Developer Tools

Fine-tuning NVIDIA Nemotron Speech ASR on Amazon EC2 for domain adaptation

Using synthetic speech and EC2 A100 GPUs, they adapted a top model for clinical accuracy.

Deep Dive

A collaboration between AWS, NVIDIA, and healthcare AI platform Heidi demonstrates a production-ready pipeline for domain-adapting automatic speech recognition (ASR) models. The team fine-tuned NVIDIA's leaderboard-topping Nemotron Speech model, specifically the Parakeet TDT 0.6B V2, to tackle the unique challenges of clinical environments. Out-of-the-box ASR models often fail with medical jargon, regional accents, and code-switching, leading to errors that compromise clinical safety. To solve this, the project utilized Amazon EC2 p4d.24xlarge instances powered by NVIDIA A100 GPUs for distributed training at scale, combined with the NVIDIA NeMo framework and DeepSpeed for optimization.

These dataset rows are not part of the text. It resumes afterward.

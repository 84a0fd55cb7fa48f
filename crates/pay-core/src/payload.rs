//! # Payload Types
//!
//! Request and response shapes for a single payment request:
//! the inbound body, the transaction descriptor sent to the provider,
//! the provider's reply, and the three fields handed back to the wallet UI.

use crate::amount::XrpAmount;
use crate::error::{PaymentError, PaymentResult};
use crate::provider::ReturnUrls;
use serde::{Deserialize, Serialize};
use serde_json::Value;

/// Returned when `destination` or `amount` is absent or empty
pub const MISSING_FIELDS_MESSAGE: &str = "Destination address and amount are required.";

/// Returned when `amount` is present but not a usable XRP value
pub const INVALID_AMOUNT_MESSAGE: &str =
    "Amount must be a positive XRP value with at most 6 decimal places.";

/// Transaction type for every payload this service creates
pub const PAYMENT_TRANSACTION_TYPE: &str = "Payment";

// =============================================================================
// Inbound request
// =============================================================================

/// Raw inbound body. Fields stay loosely typed until `validate()` so that
/// "missing" and "malformed" can be told apart.
#[derive(Debug, Clone, Default, Deserialize)]
pub struct PaymentRequestInput {
    #[serde(default)]
    pub destination: Option<Value>,
    #[serde(default)]
    pub amount: Option<Value>,
}

/// Input that passed validation
#[derive(Debug, Clone, PartialEq, Eq)]
pub struct ValidatedPayment {
    pub destination: String,
    pub amount: XrpAmount,
}

impl PaymentRequestInput {
    /// Parse a request body. Anything that is not a JSON object counts as
    /// having no fields at all.
    pub fn from_body(body: &[u8]) -> PaymentResult<Self> {
        let missing = || PaymentError::InvalidRequest(MISSING_FIELDS_MESSAGE.to_string());

        let value: Value = serde_json::from_slice(body).map_err(|_| missing())?;
        if !value.is_object() {
            return Err(missing());
        }
        serde_json::from_value(value).map_err(|_| missing())
    }

    /// Check both fields are present and convert the amount.
    pub fn validate(&self) -> PaymentResult<ValidatedPayment> {
        let destination = match &self.destination {
            Some(Value::String(s)) if !s.trim().is_empty() => s.trim().to_string(),
            _ => return Err(PaymentError::InvalidRequest(MISSING_FIELDS_MESSAGE.to_string())),
        };

        let amount = match &self.amount {
            Some(Value::Number(n)) => XrpAmount::from_number(n),
            Some(Value::String(s)) if !s.trim().is_empty() => s.parse::<XrpAmount>(),
            _ => return Err(PaymentError::InvalidRequest(MISSING_FIELDS_MESSAGE.to_string())),
        }
        .map_err(|_| PaymentError::InvalidRequest(INVALID_AMOUNT_MESSAGE.to_string()))?;

        Ok(ValidatedPayment {
            destination,
            amount,
        })
    }
}

// =============================================================================
// Outbound payload descriptor
// =============================================================================

/// Body of a "create payload" call
#[derive(Debug, Clone, PartialEq, Eq, Serialize, Deserialize)]
pub struct PayloadRequest {
    pub txjson: PaymentTransaction,
    pub options: PayloadOptions,
}

/// The XRPL transaction the user will be asked to sign
#[derive(Debug, Clone, PartialEq, Eq, Serialize, Deserialize)]
#[serde(rename_all = "PascalCase")]
pub struct PaymentTransaction {
    pub transaction_type: String,
    pub destination: String,
    /// Native XRP amount in drops, as an integer string
    pub amount: String,
}

#[derive(Debug, Clone, PartialEq, Eq, Serialize, Deserialize)]
pub struct PayloadOptions {
    pub return_url: ReturnUrls,
}

impl PayloadRequest {
    /// Build a Payment payload for validated input.
    pub fn payment(payment: &ValidatedPayment, return_url: ReturnUrls) -> Self {
        Self {
            txjson: PaymentTransaction {
                transaction_type: PAYMENT_TRANSACTION_TYPE.to_string(),
                destination: payment.destination.clone(),
                amount: payment.amount.drops_string(),
            },
            options: PayloadOptions { return_url },
        }
    }
}

// =============================================================================
// Provider reply
// =============================================================================

/// Provider reply to "create payload". Every field is optional here; the
/// reply is only trusted once `into_result()` has checked it.
#[derive(Debug, Clone, Default, Deserialize)]
pub struct CreatedPayload {
    #[serde(default)]
    pub uuid: Option<String>,
    #[serde(default)]
    pub next: Option<PayloadNext>,
    #[serde(default)]
    pub refs: Option<PayloadRefs>,
    /// Reply exactly as received, for logging
    #[serde(skip)]
    pub raw: Value,
}

#[derive(Debug, Clone, Default, Deserialize)]
pub struct PayloadNext {
    #[serde(default)]
    pub always: Option<String>,
}

#[derive(Debug, Clone, Default, Deserialize)]
pub struct PayloadRefs {
    #[serde(default)]
    pub qr_png: Option<String>,
}

impl CreatedPayload {
    /// Wrap a raw JSON reply. A reply of the wrong shape yields an empty
    /// payload, which `into_result()` then rejects.
    pub fn from_value(raw: Value) -> Self {
        let mut payload: CreatedPayload = serde_json::from_value(raw.clone()).unwrap_or_default();
        payload.raw = raw;
        payload
    }

    /// Extract the three fields the caller needs.
    pub fn into_result(self) -> PaymentResult<PaymentRequestResult> {
        let deep_link = self.next.and_then(|n| n.always).filter(|s| !s.is_empty());
        let qr_code_url = self.refs.and_then(|r| r.qr_png).filter(|s| !s.is_empty());
        let payload_id = self.uuid.filter(|s| !s.is_empty());

        match (qr_code_url, deep_link, payload_id) {
            (Some(qr_code_url), Some(deep_link), Some(payload_id)) => Ok(PaymentRequestResult {
                qr_code_url,
                deep_link,
                payload_id,
            }),
            _ => Err(PaymentError::ProviderResponse { raw: self.raw }),
        }
    }
}

// =============================================================================
// Response
// =============================================================================

/// Successful response body
#[derive(Debug, Clone, PartialEq, Eq, Serialize, Deserialize)]
pub struct PaymentRequestResult {
    #[serde(rename = "qrCodeUrl")]
    pub qr_code_url: String,
    #[serde(rename = "xummDeepLink")]
    pub deep_link: String,
    #[serde(rename = "payloadUuid")]
    pub payload_id: String,
}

The core innovation was generating high-quality, privacy-compliant synthetic training data. Using large language models (LLMs) and neural text-to-speech (TTS), the team created synthetic speech samples interleaved with real-world background noises. This pipeline focused on low-resource languages and rare medical terms underrepresented in public datasets, enabling targeted augmentation without using real patient data. The end-to-end workflow also integrated MLflow for experiment tracking, Amazon EKS for scalable model serving, and FSx for Lustre for high-performance weight storage. This architecture, built with AWS managed services and open-source tools like Docker and Langfuse, delivers a blueprint for building accurate, domain-specific ASR systems that move from fine-tuning to observable deployment.

Key Points
  • Fine-tuned NVIDIA's Parakeet TDT 0.6B V2 ASR model using synthetic medical speech data generated by LLMs and TTS.
  • Leveraged Amazon EC2 p4d.24xlarge instances with NVIDIA A100 GPUs and the NeMo framework for distributed training at scale.
  • Deployed model supports Heidi's AI Care Partner, processing 2.4M weekly consultations across 110 languages in 190 countries.

Why It Matters

Shows a scalable blueprint for adapting general AI models to specialized, high-stakes domains like healthcare with privacy-safe synthetic data.